Disable images caching in browser


I have Earth weather web application that once per six hours receives new weather maps (as images). I want to browser to not cache these images to allow user experience fresh weather not cached from previous days. My setup is:

  • Angular 2 application build with --prod param and uploaded to hosting via ftp
  • Python "backend" that once per six hours download grib data, convert it to images and upload to ftp.

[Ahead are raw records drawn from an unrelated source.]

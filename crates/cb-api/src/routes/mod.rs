//! API route definitions and router builder.

pub mod chat;
pub mod health;
pub mod sessions;

use axum::Router;
use axum::routing::{get, post};
use tower_http::compression::CompressionLayer;
use tower_http::cors::{Any, CorsLayer};
use tower_http::trace::TraceLayer;

use crate::state::AppState;

/// Build the Axum router with all routes and middleware.
pub fn build_router(state: AppState) -> Router {
    let cors = CorsLayer::new()
        .allow_origin(Any)
        .allow_methods(Any)
        .allow_headers(Any);

    let api = Router::new()
        .route("/chat", post(chat::chat))
        .route(
            "/conversations/{session_id}",
            get(sessions::get_conversation).delete(sessions::clear_conversation),
        )
        .route("/sessions", get(sessions::list_sessions));

    Router::new()
        .route("/health", get(health::health))
        .nest("/api/v1", api)
        .layer(TraceLayer::new_for_http())
        .layer(CompressionLayer::new())
        .layer(cors)
        .with_state(state)
}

I've tried to add to header of index.html meta data:

  <meta http-equiv='cache-control' content='no-cache'>
  <meta http-equiv='expires' content='0'>
  <meta http-equiv='pragma' content='no-cache'>

These textures are loaded this way:

   this.ParticlesVelocitiesImage = new Image();
   this.ParticlesVelocitiesImage.src = require('./Textures/dirswindsigma995.jpg');
   this.ParticlesVelocitiesImage.onload = () => {
       this.ParticlesVelocities = this.gl.createTexture();
       this.gl.bindTexture(this.gl.TEXTURE_2D, this.ParticlesVelocities);
       this.gl.texImage2D(this.gl.TEXTURE_2D, 0, this.gl.RGBA, this.ParticlesVelocitiesImage.width,
       this.ParticlesVelocitiesImage.height, 0, this.gl.RGBA, this.gl.UNSIGNED_BYTE, this.ParticlesVelocitiesImage)
       this.gl.texParameteri(this.gl.TEXTURE_2D, this.gl.TEXTURE_MAG_FILTER, this.gl.LINEAR);
       this.gl.texParameteri(this.gl.TEXTURE_2D, this.gl.TEXTURE_MIN_FILTER, this.gl.LINEAR);
    }

However textures are still cached. I need to clear cache manually to experience freshly updated weather maps.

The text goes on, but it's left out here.